**REQUIRED WORK:**
Which lines of the entries contain the word "profiles"? Please list them.

** Opening RECORDED INFORMATION block **

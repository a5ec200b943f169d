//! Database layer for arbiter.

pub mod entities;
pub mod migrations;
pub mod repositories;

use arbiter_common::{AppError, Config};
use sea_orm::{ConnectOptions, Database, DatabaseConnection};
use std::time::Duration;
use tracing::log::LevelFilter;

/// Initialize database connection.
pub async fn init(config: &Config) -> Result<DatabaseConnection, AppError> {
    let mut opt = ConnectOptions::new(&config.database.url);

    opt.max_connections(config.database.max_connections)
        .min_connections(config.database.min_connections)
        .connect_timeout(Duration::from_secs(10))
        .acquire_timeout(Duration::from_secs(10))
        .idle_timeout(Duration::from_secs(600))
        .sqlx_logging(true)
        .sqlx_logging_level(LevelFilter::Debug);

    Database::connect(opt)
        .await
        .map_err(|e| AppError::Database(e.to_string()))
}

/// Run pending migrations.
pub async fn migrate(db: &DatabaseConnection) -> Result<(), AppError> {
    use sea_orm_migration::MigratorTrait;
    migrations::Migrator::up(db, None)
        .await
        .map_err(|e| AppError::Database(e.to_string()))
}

** Closing RECORDED INFORMATION block **
** Opening RECORDED INFORMATION block **

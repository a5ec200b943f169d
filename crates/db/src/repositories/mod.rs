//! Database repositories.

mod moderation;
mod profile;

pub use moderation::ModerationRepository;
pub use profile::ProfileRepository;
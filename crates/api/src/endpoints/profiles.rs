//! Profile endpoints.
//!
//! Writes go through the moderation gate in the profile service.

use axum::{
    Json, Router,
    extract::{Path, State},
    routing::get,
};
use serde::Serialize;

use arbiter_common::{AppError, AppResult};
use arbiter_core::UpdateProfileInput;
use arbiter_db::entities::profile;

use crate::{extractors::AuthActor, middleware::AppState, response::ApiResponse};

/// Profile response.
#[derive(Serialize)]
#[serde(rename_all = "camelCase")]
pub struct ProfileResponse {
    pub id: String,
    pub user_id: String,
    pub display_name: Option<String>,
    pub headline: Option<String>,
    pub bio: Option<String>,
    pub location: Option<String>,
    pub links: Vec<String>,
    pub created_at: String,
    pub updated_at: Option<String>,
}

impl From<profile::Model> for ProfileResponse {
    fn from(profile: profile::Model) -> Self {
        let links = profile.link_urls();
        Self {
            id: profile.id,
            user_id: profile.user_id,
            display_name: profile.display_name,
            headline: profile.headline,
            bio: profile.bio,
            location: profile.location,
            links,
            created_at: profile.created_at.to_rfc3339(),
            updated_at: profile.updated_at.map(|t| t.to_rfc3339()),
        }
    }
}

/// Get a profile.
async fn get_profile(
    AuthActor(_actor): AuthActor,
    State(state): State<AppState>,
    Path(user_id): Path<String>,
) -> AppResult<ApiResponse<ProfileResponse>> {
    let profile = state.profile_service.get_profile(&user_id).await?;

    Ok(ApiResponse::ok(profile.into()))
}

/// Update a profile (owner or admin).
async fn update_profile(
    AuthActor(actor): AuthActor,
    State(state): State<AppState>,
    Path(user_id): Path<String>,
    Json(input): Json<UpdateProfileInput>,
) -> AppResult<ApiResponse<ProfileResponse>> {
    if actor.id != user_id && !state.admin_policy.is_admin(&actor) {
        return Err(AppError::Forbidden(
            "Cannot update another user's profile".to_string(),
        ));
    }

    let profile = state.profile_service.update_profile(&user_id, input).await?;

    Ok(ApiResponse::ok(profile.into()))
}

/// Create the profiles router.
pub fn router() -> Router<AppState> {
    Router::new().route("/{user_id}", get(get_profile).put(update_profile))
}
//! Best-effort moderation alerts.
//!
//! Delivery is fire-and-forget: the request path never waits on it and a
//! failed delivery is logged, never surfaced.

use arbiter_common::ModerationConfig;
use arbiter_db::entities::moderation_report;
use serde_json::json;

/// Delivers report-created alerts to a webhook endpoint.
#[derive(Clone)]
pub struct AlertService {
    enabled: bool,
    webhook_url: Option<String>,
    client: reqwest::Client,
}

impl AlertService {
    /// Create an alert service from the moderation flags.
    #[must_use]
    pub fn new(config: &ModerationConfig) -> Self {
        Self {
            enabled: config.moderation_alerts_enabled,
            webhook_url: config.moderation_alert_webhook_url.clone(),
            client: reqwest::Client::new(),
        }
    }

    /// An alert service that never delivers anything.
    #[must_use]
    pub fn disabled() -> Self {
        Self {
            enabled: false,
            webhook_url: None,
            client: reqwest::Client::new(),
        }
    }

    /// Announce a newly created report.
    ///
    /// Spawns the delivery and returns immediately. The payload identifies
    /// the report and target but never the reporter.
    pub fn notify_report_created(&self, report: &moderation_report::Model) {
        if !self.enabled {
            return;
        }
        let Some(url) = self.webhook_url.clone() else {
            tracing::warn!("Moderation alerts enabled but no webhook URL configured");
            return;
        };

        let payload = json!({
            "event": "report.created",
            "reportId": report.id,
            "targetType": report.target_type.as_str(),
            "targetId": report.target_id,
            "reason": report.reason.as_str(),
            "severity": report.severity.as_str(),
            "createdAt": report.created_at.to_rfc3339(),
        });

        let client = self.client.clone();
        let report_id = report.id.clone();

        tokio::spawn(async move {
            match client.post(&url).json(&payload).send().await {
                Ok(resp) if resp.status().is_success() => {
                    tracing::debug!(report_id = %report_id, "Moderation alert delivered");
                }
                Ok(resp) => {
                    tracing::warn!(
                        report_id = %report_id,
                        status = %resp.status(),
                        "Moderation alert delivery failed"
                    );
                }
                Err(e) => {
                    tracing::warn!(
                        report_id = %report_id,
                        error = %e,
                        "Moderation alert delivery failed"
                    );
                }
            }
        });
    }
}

** Closing RECORDED INFORMATION block **

**ANSWER SPACE:**
filename crates/api/src/endpoints/profiles.rs
/// Create the profiles router.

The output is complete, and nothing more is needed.